» **What the task asks**: Wherever the word "info" appears in a line below, that line counts; report the total number of such lines only.

» **Given records**:
★ ★ ★ ★ ★

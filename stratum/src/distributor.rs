//! Work Distributor
//!
//! Consumes the block template stream from the upstream node, assigns
//! each distributed template a monotonically increasing mining request
//! id, keeps a bounded cache of recent requests for stale-work
//! identification, and periodically re-derives the proof-of-work
//! target as wall clock advances. New work is handed to the server's
//! broadcast loop over an owned channel.

use std::sync::Arc;
use std::sync::Mutex;
use std::time::Duration;

use log::{debug, info, warn};
use num_bigint::BigUint;
use tokio::sync::{mpsc, watch};
use tokio::time::{interval_at, Instant};

use lodepool_consensus::{calculate_difficulty, ConsensusParameters, Target};
use lodepool_core::{BlockTemplate, MiningRequest, MiningRequestCache};
use lodepool_rpc::NodeClient;

use crate::StratumError;

/// How often the target is re-derived between templates
pub const RECALCULATE_INTERVAL: Duration = Duration::from_secs(10);

/// Delay between reconnection attempts to the upstream node
pub const RECONNECT_DELAY: Duration = Duration::from_secs(5);

/// Work events handed to the server's broadcast loop
#[derive(Debug, Clone, PartialEq, Eq)]
pub enum WorkBroadcast {
    /// Fresh work for all subscribed clients
    NewWork {
        mining_request_id: u32,
        header: String,
    },

    /// The upstream node is gone; miners should pause
    WaitForWork,
}

struct DistributorState {
    next_mining_request_id: u32,
    current: Option<MiningRequest>,
    cache: MiningRequestCache,
    head_difficulty: BigUint,
    head_timestamp_ms: i64,
}

/// Owner of the current mining request id, the template cache, and the
/// target-recompute timer
pub struct WorkDistributor {
    state: Mutex<DistributorState>,
    params: ConsensusParameters,
    broadcast_tx: mpsc::UnboundedSender<WorkBroadcast>,
}

impl WorkDistributor {
    pub fn new(
        params: ConsensusParameters,
        broadcast_tx: mpsc::UnboundedSender<WorkBroadcast>,
    ) -> Self {
        let min_difficulty = BigUint::from(params.min_difficulty);
        WorkDistributor {
            state: Mutex::new(DistributorState {
                next_mining_request_id: 0,
                current: None,
                cache: MiningRequestCache::new(),
                head_difficulty: min_difficulty,
                head_timestamp_ms: 0,
            }),
            params,
            broadcast_tx,
        }
    }

    /// Id of the work currently being distributed
    pub fn current_mining_request_id(&self) -> Option<u32> {
        let state = self.state.lock().unwrap();
        state.current.as_ref().map(|request| request.id)
    }

    /// Template for a recently distributed request id
    pub fn template_for(&self, mining_request_id: u32) -> Option<BlockTemplate> {
        let state = self.state.lock().unwrap();
        state.cache.get(mining_request_id).cloned()
    }

    /// Current work as a notify payload for a fresh subscriber
    pub fn current_work(&self) -> Option<(u32, String)> {
        let state = self.state.lock().unwrap();
        let request = state.current.as_ref()?;
        let header = request.template.mineable_header().ok()?;
        Some((request.id, hex::encode(header.serialize())))
    }

    /// Ingest one template from the upstream stream
    pub fn process_template(&self, template: BlockTemplate) -> Result<(), StratumError> {
        // Reject undecodable templates before taking an id for them.
        let header = template.mineable_header()?;

        let (mining_request_id, header_hex) = {
            let mut state = self.state.lock().unwrap();

            if let Some(info) = &template.previous_block_info {
                state.head_difficulty = Target::from_hex(&info.target)?.to_difficulty();
                state.head_timestamp_ms = info.timestamp;
            }

            let mining_request_id = state.next_mining_request_id;
            state.next_mining_request_id += 1;
            state.cache.insert(mining_request_id, template.clone());
            state.current = Some(MiningRequest {
                id: mining_request_id,
                template,
            });

            (mining_request_id, hex::encode(header.serialize()))
        };

        debug!(
            "New work: mining request {} at sequence {}",
            mining_request_id, header.sequence
        );
        let _ = self.broadcast_tx.send(WorkBroadcast::NewWork {
            mining_request_id,
            header: header_hex,
        });
        Ok(())
    }

    /// Re-derive the target for the present moment. Returns whether new
    /// work was distributed; an unchanged target keeps the miners
    /// searching their current space.
    pub fn recompute_target(&self, now_ms: i64) -> Result<bool, StratumError> {
        let (mining_request_id, header_hex) = {
            let mut state = self.state.lock().unwrap();
            let current = match &state.current {
                Some(request) => request,
                None => return Ok(false),
            };

            let new_difficulty = calculate_difficulty(
                &self.params,
                current.template.header.sequence,
                now_ms,
                state.head_timestamp_ms,
                &state.head_difficulty,
            );
            let new_target = Target::from_difficulty(&new_difficulty);
            let current_target = Target::from_hex(&current.template.header.target)?;

            if new_target == current_target {
                return Ok(false);
            }

            let mut template = current.template.clone();
            template.header.target = new_target.to_hex();
            template.header.timestamp = now_ms;
            let header = template.mineable_header()?;

            let mining_request_id = state.next_mining_request_id;
            state.next_mining_request_id += 1;
            state.cache.insert(mining_request_id, template.clone());
            state.current = Some(MiningRequest {
                id: mining_request_id,
                template,
            });

            (mining_request_id, hex::encode(header.serialize()))
        };

        debug!("Retargeted work: mining request {}", mining_request_id);
        let _ = self.broadcast_tx.send(WorkBroadcast::NewWork {
            mining_request_id,
            header: header_hex,
        });
        Ok(true)
    }

    /// Drive the template stream until stopped, reconnecting with a
    /// fixed delay and pausing miners while the node is unreachable
    pub async fn run(self: Arc<Self>, node: Arc<dyn NodeClient>, mut stop: watch::Receiver<bool>) {
        loop {
            if *stop.borrow() {
                break;
            }

            match node.block_template_stream().await {
                Ok(mut stream) => {
                    info!("Consuming block templates from the upstream node");
                    let start = Instant::now() + RECALCULATE_INTERVAL;
                    let mut recompute = interval_at(start, RECALCULATE_INTERVAL);

                    loop {
                        tokio::select! {
                            template = stream.next() => match template {
                                Some(template) => {
                                    recompute.reset();
                                    if let Err(e) = self.process_template(template) {
                                        warn!("Dropping undecodable template: {}", e);
                                    }
                                }
                                None => break,
                            },
                            _ = recompute.tick() => {
                                if let Err(e) = self.recompute_target(lodepool_util::now_ms()) {
                                    warn!("Target recomputation failed: {}", e);
                                }
                            }
                            changed = stop.changed() => {
                                if changed.is_err() || *stop.borrow() {
                                    return;
                                }
                            }
                        }
                    }

                    warn!("Upstream node disconnected");
                }
                Err(e) => {
                    warn!("Upstream node unavailable: {}", e);
                }
            }

            if *stop.borrow() {
                break;
            }

            let _ = self.broadcast_tx.send(WorkBroadcast::WaitForWork);

            // Fixed-delay reconnect loop.
            loop {
                tokio::select! {
                    _ = tokio::time::sleep(RECONNECT_DELAY) => {}
                    changed = stop.changed() => {
                        if changed.is_err() || *stop.borrow() {
                            return;
                        }
                    }
                }
                if node.try_connect().await {
                    info!("Reconnected to the upstream node");
                    break;
                }
            }
        }
    }
}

★ ★ ★ ★ ★

» **Result of the task**: 6